Records from a data source:

-- Opening Marker --

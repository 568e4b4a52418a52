use std::fmt::Debug;
use std::sync::Arc;

use async_trait::async_trait;
use mockall::automock;
use worktime_utils::YearMonth;

use crate::{permission::Authentication, ServiceError};

#[automock(type Context=();)]
#[async_trait]
pub trait ExportService {
    type Context: Clone + Debug + PartialEq + Eq + Send + Sync + 'static;

    /// Serializes the month view of one employee into a spreadsheet.
    /// The column layout mirrors the HTML rendering.
    async fn export_work_days(
        &self,
        month: YearMonth,
        username: &str,
        context: Authentication<Self::Context>,
    ) -> Result<Arc<[u8]>, ServiceError>;
}
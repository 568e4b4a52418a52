use std::sync::Arc;

use thiserror::Error;
use uuid::Uuid;

pub mod clock;
pub mod config;
pub mod export;
pub mod month_html;
pub mod pass;
pub mod permission;
pub mod user_info;
pub mod uuid_service;
pub mod work;

pub use permission::PermissionService;

/// A single reason why a work record was rejected. Slots are numbered 1 and 2.
#[derive(Clone, Debug, PartialEq)]
pub enum ValidationFailureItem {
    HoursWithoutType(u8),
    TypeWithoutHours(u8),
    HoursOutOfRange(u8),
    OutsideEditableWindow(time::Date),
}

impl std::fmt::Display for ValidationFailureItem {
    fn fmt(&self, f: &mut std::fmt::Formatter<'_>) -> std::fmt::Result {
        match self {
            Self::HoursWithoutType(slot) => {
                write!(f, "Slot {slot} has hours but no work type")
            }
            Self::TypeWithoutHours(slot) => {
                write!(f, "Slot {slot} has a work type but no hours")
            }
            Self::HoursOutOfRange(slot) => {
                write!(f, "Slot {slot} hours must be greater than 0 and at most 24")
            }
            Self::OutsideEditableWindow(date) => {
                write!(f, "Date {date} is outside the editable window")
            }
        }
    }
}

#[derive(Debug, Error)]
pub enum ServiceError {
    #[error("Database query error: {0}")]
    DatabaseQueryError(#[from] dao::DaoError),

    #[error("Forbidden")]
    Forbidden,

    #[error("Unknown user: {0}")]
    UserNotFound(Arc<str>),

    #[error("Entity {0} not found")]
    EntityNotFound(Uuid),

    #[error("Validation failed: {}", .0.iter().map(ToString::to_string).collect::<Vec<_>>().join(", "))]
    ValidationError(Arc<[ValidationFailureItem]>),

    #[error("Invalid calendar month: {0}")]
    DateError(#[from] worktime_utils::WorktimeDateUtilsError),

    #[error("Export failed: {0}")]
    ExportFailed(Arc<str>),

    #[error("Rendering failed: {0}")]
    RenderFailed(Arc<str>),

    #[error("Internal error")]
    InternalError,
}
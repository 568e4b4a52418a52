#[cfg(test)]
pub mod error_test;
#[cfg(test)]
mod export;
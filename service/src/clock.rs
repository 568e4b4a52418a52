use mockall::automock;

#[automock]
pub trait ClockService {
    fn date_now(&self) -> time::Date;
    fn date_time_now(&self) -> time::PrimitiveDateTime;
}
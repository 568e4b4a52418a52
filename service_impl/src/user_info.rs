use std::sync::Arc;

use async_trait::async_trait;
use service::{
    permission::{Authentication, ADMIN_PRIVILEGE},
    user_info::{UserInfo, UserInfoService},
    ServiceError,
};

pub struct UserInfoServiceImpl<UserInfoDao, PermissionService>
where
    UserInfoDao: dao::user_info::UserInfoDao + Send + Sync,
    PermissionService: service::PermissionService + Send + Sync,
{
    pub user_info_dao: Arc<UserInfoDao>,
    pub permission_service: Arc<PermissionService>,
}
impl<UserInfoDao, PermissionService> UserInfoServiceImpl<UserInfoDao, PermissionService>
where
    UserInfoDao: dao::user_info::UserInfoDao + Send + Sync,
    PermissionService: service::PermissionService + Send + Sync,
{
    pub fn new(user_info_dao: Arc<UserInfoDao>, permission_service: Arc<PermissionService>) -> Self {
        Self {
            user_info_dao,
            permission_service,
        }
    }
}

#[async_trait]
impl<UserInfoDao, PermissionService> UserInfoService
    for UserInfoServiceImpl<UserInfoDao, PermissionService>
where
    UserInfoDao: dao::user_info::UserInfoDao + Send + Sync,
    PermissionService: service::PermissionService + Send + Sync,
{
    type Context = PermissionService::Context;

    async fn get_user(
        &self,
        username: &str,
        _context: Authentication<Self::Context>,
    ) -> Result<UserInfo, ServiceError> {
        self.user_info_dao
            .find_by_username(username)
            .await?
            .as_ref()
            .map(UserInfo::from)
            .ok_or_else(|| ServiceError::UserNotFound(username.into()))
    }

    async fn get_work_users(
        &self,
        context: Authentication<Self::Context>,
    ) -> Result<Arc<[UserInfo]>, ServiceError> {
        let is_admin = match &context {
            Authentication::Full => true,
            Authentication::Context(_) => self
                .permission_service
                .check_permission(ADMIN_PRIVILEGE, context.clone())
                .await
                .is_ok(),
        };
        if is_admin {
            let mut users: Vec<UserInfo> =
                self.user_info_dao.all().await?.iter().map(UserInfo::from).collect();
            users.sort_by(|a, b| a.name.cmp(&b.name));
            return Ok(users.into());
        }

        // Non-admins only see themselves.
        match self.permission_service.current_user(context).await? {
            Some(username) => {
                let user = self.get_user(username.as_ref(), Authentication::Full).await?;
                Ok(Arc::from([user]))
            }
            None => {
                let empty: Vec<UserInfo> = Vec::new();
                Ok(empty.into())
            }
        }
    }
}
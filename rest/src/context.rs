use std::sync::Arc;

use axum::extract::Request;
use axum::middleware::Next;
use axum::response::Response;

/// The requester's username, taken from the `role` query parameter.
///
/// The legacy intranet proxy authenticates users upstream and forwards the
/// account name in the query string, so there is no session handling here.
/// `None` means the parameter was missing and only public endpoints work.
pub type Context = Option<Arc<str>>;

pub async fn context_extractor(mut request: Request, next: Next) -> Response {
    let role: Context = request.uri().query().and_then(|query| {
        query.split('&').find_map(|pair| {
            pair.split_once('=').and_then(|(key, value)| {
                (key == "role" && !value.is_empty()).then(|| Arc::from(value))
            })
        })
    });
    request.extensions_mut().insert(role);
    next.run(request).await
}
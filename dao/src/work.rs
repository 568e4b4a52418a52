use std::sync::Arc;

use async_trait::async_trait;
use mockall::automock;
use uuid::Uuid;
use worktime_utils::YearMonth;

#[derive(Clone, Copy, Debug, PartialEq, Eq)]
pub enum WorkTypeEntity {
    None,
    Vacation,
    SickLeave,
    BusinessTrip,
}

/// A declared work record for one user and one calendar day.
///
/// The two slots allow a day to be split between two categories,
/// e.g. half a day worked and half a day of vacation.
#[derive(Clone, Debug, PartialEq)]
pub struct WorkEntity {
    pub id: Uuid,
    pub username: Arc<str>,
    pub date: time::Date,
    pub hours: Option<f32>,
    pub work_type: WorkTypeEntity,
    pub hours2: Option<f32>,
    pub work_type2: WorkTypeEntity,
    pub created: time::PrimitiveDateTime,
    pub deleted: Option<time::PrimitiveDateTime>,
    pub version: Uuid,
}

#[automock]
#[async_trait]
pub trait WorkDao {
    async fn find_by_id(&self, id: Uuid) -> Result<Option<WorkEntity>, crate::DaoError>;
    async fn find_by_username_and_date(
        &self,
        username: &str,
        date: time::Date,
    ) -> Result<Option<WorkEntity>, crate::DaoError>;
    async fn find_by_username_and_month(
        &self,
        username: &str,
        month: YearMonth,
    ) -> Result<Arc<[WorkEntity]>, crate::DaoError>;
    async fn create(&self, entity: &WorkEntity, process: &str) -> Result<(), crate::DaoError>;
    async fn update(&self, entity: &WorkEntity, process: &str) -> Result<(), crate::DaoError>;
}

-- Closing Marker --

Return a copy of every line in the records that includes the string "match".

• **WRITTEN ANSWER**
        match self {
        let is_admin = match &context {
        match self.permission_service.current_user(context).await? {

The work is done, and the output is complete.